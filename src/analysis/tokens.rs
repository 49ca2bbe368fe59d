//! Token counting for size decisions.
//!
//! The splitter and the single-shot check only need a monotone estimate of how
//! much of the analyzer's input budget a piece of text consumes. Counting is
//! pluggable so a real tokenizer can replace the heuristic without touching
//! the splitter.

/// Counts tokens in a piece of text.
///
/// Implementations must be deterministic: the same text always yields the same
/// count. Chunk identity across runs depends on it.
pub trait TokenCounter: Send + Sync {
    /// Count tokens in `text`. Empty text counts as zero.
    fn count(&self, text: &str) -> usize;

    /// Stable identity recorded in the chunk manifest.
    ///
    /// Two counters with the same identity must count identically. A changed
    /// identity forces a resplit of persisted chunks.
    fn identity(&self) -> String;
}

/// Default characters per token for forensic tool output.
pub const DEFAULT_CHARS_PER_TOKEN: f64 = 4.0;

/// Character-ratio token estimate.
///
/// `ceil(chars / chars_per_token)`; no tokenizer dependency.
#[derive(Debug, Clone)]
pub struct HeuristicTokenCounter {
    chars_per_token: f64,
}

impl HeuristicTokenCounter {
    /// Create a counter with a custom ratio.
    ///
    /// Non-positive or non-finite ratios fall back to the default.
    pub fn new(chars_per_token: f64) -> Self {
        let chars_per_token = if chars_per_token.is_finite() && chars_per_token > 0.0 {
            chars_per_token
        } else {
            DEFAULT_CHARS_PER_TOKEN
        };
        Self { chars_per_token }
    }

    pub fn chars_per_token(&self) -> f64 {
        self.chars_per_token
    }
}

impl Default for HeuristicTokenCounter {
    fn default() -> Self {
        Self::new(DEFAULT_CHARS_PER_TOKEN)
    }
}

impl TokenCounter for HeuristicTokenCounter {
    fn count(&self, text: &str) -> usize {
        let char_count = text.chars().count();
        if char_count == 0 {
            return 0;
        }
        (char_count as f64 / self.chars_per_token).ceil() as usize
    }

    fn identity(&self) -> String {
        format!("heuristic:chars_per_token={}", self.chars_per_token)
    }
}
========================
Exercise description: Please copy every line of the material exactly.

Answer box:
filename src/analysis/tokens.rs
repository 49ca2bbe368fe59d
//! Token counting for size decisions.
//!
//! The splitter and the single-shot check only need a monotone estimate of how
//! much of the analyzer's input budget a piece of text consumes. Counting is
//! pluggable so a real tokenizer can replace the heuristic without touching
//! the splitter.

/// Counts tokens in a piece of text.
///
/// Implementations must be deterministic: the same text always yields the same
/// count. Chunk identity across runs depends on it.
pub trait TokenCounter: Send + Sync {
    /// Count tokens in `text`. Empty text counts as zero.
    fn count(&self, text: &str) -> usize;

    /// Stable identity recorded in the chunk manifest.
    ///
    /// Two counters with the same identity must count identically. A changed
    /// identity forces a resplit of persisted chunks.
    fn identity(&self) -> String;
}

/// Default characters per token for forensic tool output.
pub const DEFAULT_CHARS_PER_TOKEN: f64 = 4.0;

/// Character-ratio token estimate.
///
/// `ceil(chars / chars_per_token)`; no tokenizer dependency.
#[derive(Debug, Clone)]
pub struct HeuristicTokenCounter {
    chars_per_token: f64,
}

impl HeuristicTokenCounter {
    /// Create a counter with a custom ratio.
    ///
    /// Non-positive or non-finite ratios fall back to the default.
    pub fn new(chars_per_token: f64) -> Self {
        let chars_per_token = if chars_per_token.is_finite() && chars_per_token > 0.0 {
            chars_per_token
        } else {
            DEFAULT_CHARS_PER_TOKEN
        };
        Self { chars_per_token }
    }

    pub fn chars_per_token(&self) -> f64 {
        self.chars_per_token
    }
}

impl Default for HeuristicTokenCounter {
    fn default() -> Self {
        Self::new(DEFAULT_CHARS_PER_TOKEN)
    }
}

impl TokenCounter for HeuristicTokenCounter {
    fn count(&self, text: &str) -> usize {
        let char_count = text.chars().count();
        if char_count == 0 {
            return 0;
        }
        (char_count as f64 / self.chars_per_token).ceil() as usize
    }

    fn identity(&self) -> String {
        format!("heuristic:chars_per_token={}", self.chars_per_token)
    }
}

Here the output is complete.